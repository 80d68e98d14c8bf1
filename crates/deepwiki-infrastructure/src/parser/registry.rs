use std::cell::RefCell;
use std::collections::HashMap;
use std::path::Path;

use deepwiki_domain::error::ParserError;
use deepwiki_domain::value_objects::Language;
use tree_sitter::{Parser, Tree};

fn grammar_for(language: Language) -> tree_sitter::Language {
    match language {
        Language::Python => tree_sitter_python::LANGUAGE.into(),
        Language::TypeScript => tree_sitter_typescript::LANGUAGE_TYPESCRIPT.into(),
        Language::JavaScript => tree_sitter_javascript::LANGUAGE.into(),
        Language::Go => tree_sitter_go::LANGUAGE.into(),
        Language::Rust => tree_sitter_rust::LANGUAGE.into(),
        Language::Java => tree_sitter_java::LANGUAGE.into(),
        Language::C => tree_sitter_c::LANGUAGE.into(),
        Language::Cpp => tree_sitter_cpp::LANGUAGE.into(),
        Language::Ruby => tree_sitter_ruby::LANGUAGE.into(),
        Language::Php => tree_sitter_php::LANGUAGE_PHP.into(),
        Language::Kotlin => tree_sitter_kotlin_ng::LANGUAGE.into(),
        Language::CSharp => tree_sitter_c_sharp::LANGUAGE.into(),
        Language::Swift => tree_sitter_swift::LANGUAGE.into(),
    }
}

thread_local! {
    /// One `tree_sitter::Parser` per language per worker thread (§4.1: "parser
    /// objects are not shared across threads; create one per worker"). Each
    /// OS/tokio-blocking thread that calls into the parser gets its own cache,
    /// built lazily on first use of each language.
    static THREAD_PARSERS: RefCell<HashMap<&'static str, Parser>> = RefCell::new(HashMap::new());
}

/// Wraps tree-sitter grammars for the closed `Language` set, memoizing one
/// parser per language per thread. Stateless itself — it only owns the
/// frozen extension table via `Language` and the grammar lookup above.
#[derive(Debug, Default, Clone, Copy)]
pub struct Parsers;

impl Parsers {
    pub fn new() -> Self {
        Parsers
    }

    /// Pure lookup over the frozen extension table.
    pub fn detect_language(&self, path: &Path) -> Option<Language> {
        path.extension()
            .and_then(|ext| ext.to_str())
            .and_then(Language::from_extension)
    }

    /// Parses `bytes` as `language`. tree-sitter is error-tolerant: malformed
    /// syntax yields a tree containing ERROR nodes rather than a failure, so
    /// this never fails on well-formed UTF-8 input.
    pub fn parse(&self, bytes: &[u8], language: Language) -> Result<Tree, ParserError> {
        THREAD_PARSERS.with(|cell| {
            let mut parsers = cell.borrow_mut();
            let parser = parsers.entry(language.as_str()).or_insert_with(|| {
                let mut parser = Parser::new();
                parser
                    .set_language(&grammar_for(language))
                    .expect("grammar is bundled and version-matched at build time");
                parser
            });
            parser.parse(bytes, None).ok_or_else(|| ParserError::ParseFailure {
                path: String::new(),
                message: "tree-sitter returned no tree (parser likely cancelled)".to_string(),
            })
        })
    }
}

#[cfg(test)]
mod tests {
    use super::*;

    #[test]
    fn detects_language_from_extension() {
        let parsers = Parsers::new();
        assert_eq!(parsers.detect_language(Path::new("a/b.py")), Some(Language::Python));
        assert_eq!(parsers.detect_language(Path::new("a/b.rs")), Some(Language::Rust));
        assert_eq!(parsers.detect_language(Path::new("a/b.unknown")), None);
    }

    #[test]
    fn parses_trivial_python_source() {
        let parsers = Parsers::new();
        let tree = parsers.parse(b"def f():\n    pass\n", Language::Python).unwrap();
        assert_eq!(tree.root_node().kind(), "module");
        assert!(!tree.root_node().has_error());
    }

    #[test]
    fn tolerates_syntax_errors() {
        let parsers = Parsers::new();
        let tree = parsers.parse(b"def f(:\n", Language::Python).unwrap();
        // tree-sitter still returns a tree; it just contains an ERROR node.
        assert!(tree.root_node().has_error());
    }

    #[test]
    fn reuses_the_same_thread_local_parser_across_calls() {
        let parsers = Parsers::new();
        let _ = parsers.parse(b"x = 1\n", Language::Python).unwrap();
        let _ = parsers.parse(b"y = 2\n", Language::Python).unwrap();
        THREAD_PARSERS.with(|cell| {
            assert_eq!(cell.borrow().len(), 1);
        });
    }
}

> _Problem description_
Output all of the material exactly as written.

> _Expected output_
repository 80d68e98d14c8bf1
filename crates/deepwiki-infrastructure/src/parser/registry.rs
use std::cell::RefCell;
use std::collections::HashMap;
use std::path::Path;

use deepwiki_domain::error::ParserError;
use deepwiki_domain::value_objects::Language;
use tree_sitter::{Parser, Tree};

fn grammar_for(language: Language) -> tree_sitter::Language {
    match language {
        Language::Python => tree_sitter_python::LANGUAGE.into(),
        Language::TypeScript => tree_sitter_typescript::LANGUAGE_TYPESCRIPT.into(),
        Language::JavaScript => tree_sitter_javascript::LANGUAGE.into(),
        Language::Go => tree_sitter_go::LANGUAGE.into(),
        Language::Rust => tree_sitter_rust::LANGUAGE.into(),
        Language::Java => tree_sitter_java::LANGUAGE.into(),
        Language::C => tree_sitter_c::LANGUAGE.into(),
        Language::Cpp => tree_sitter_cpp::LANGUAGE.into(),
        Language::Ruby => tree_sitter_ruby::LANGUAGE.into(),
        Language::Php => tree_sitter_php::LANGUAGE_PHP.into(),
        Language::Kotlin => tree_sitter_kotlin_ng::LANGUAGE.into(),
        Language::CSharp => tree_sitter_c_sharp::LANGUAGE.into(),
        Language::Swift => tree_sitter_swift::LANGUAGE.into(),
    }
}

thread_local! {
    /// One `tree_sitter::Parser` per language per worker thread (§4.1: "parser
    /// objects are not shared across threads; create one per worker"). Each
    /// OS/tokio-blocking thread that calls into the parser gets its own cache,
    /// built lazily on first use of each language.
    static THREAD_PARSERS: RefCell<HashMap<&'static str, Parser>> = RefCell::new(HashMap::new());
}

/// Wraps tree-sitter grammars for the closed `Language` set, memoizing one
/// parser per language per thread. Stateless itself — it only owns the
/// frozen extension table via `Language` and the grammar lookup above.
#[derive(Debug, Default, Clone, Copy)]
pub struct Parsers;

impl Parsers {
    pub fn new() -> Self {
        Parsers
    }

    /// Pure lookup over the frozen extension table.
    pub fn detect_language(&self, path: &Path) -> Option<Language> {
        path.extension()
            .and_then(|ext| ext.to_str())
            .and_then(Language::from_extension)
    }

    /// Parses `bytes` as `language`. tree-sitter is error-tolerant: malformed
    /// syntax yields a tree containing ERROR nodes rather than a failure, so
    /// this never fails on well-formed UTF-8 input.
    pub fn parse(&self, bytes: &[u8], language: Language) -> Result<Tree, ParserError> {
        THREAD_PARSERS.with(|cell| {
            let mut parsers = cell.borrow_mut();
            let parser = parsers.entry(language.as_str()).or_insert_with(|| {
                let mut parser = Parser::new();
                parser
                    .set_language(&grammar_for(language))
                    .expect("grammar is bundled and version-matched at build time");
                parser
            });
            parser.parse(bytes, None).ok_or_else(|| ParserError::ParseFailure {
                path: String::new(),
                message: "tree-sitter returned no tree (parser likely cancelled)".to_string(),
            })
        })
    }
}

#[cfg(test)]
mod tests {
    use super::*;

    #[test]
    fn detects_language_from_extension() {
        let parsers = Parsers::new();
        assert_eq!(parsers.detect_language(Path::new("a/b.py")), Some(Language::Python));
        assert_eq!(parsers.detect_language(Path::new("a/b.rs")), Some(Language::Rust));
        assert_eq!(parsers.detect_language(Path::new("a/b.unknown")), None);
    }

    #[test]
    fn parses_trivial_python_source() {
        let parsers = Parsers::new();
        let tree = parsers.parse(b"def f():\n    pass\n", Language::Python).unwrap();
        assert_eq!(tree.root_node().kind(), "module");
        assert!(!tree.root_node().has_error());
    }

    #[test]
    fn tolerates_syntax_errors() {
        let parsers = Parsers::new();
        let tree = parsers.parse(b"def f(:\n", Language::Python).unwrap();
        // tree-sitter still returns a tree; it just contains an ERROR node.
        assert!(tree.root_node().has_error());
    }

    #[test]
    fn reuses_the_same_thread_local_parser_across_calls() {
        let parsers = Parsers::new();
        let _ = parsers.parse(b"x = 1\n", Language::Python).unwrap();
        let _ = parsers.parse(b"y = 2\n", Language::Python).unwrap();
        THREAD_PARSERS.with(|cell| {
            assert_eq!(cell.borrow().len(), 1);
        });
    }
}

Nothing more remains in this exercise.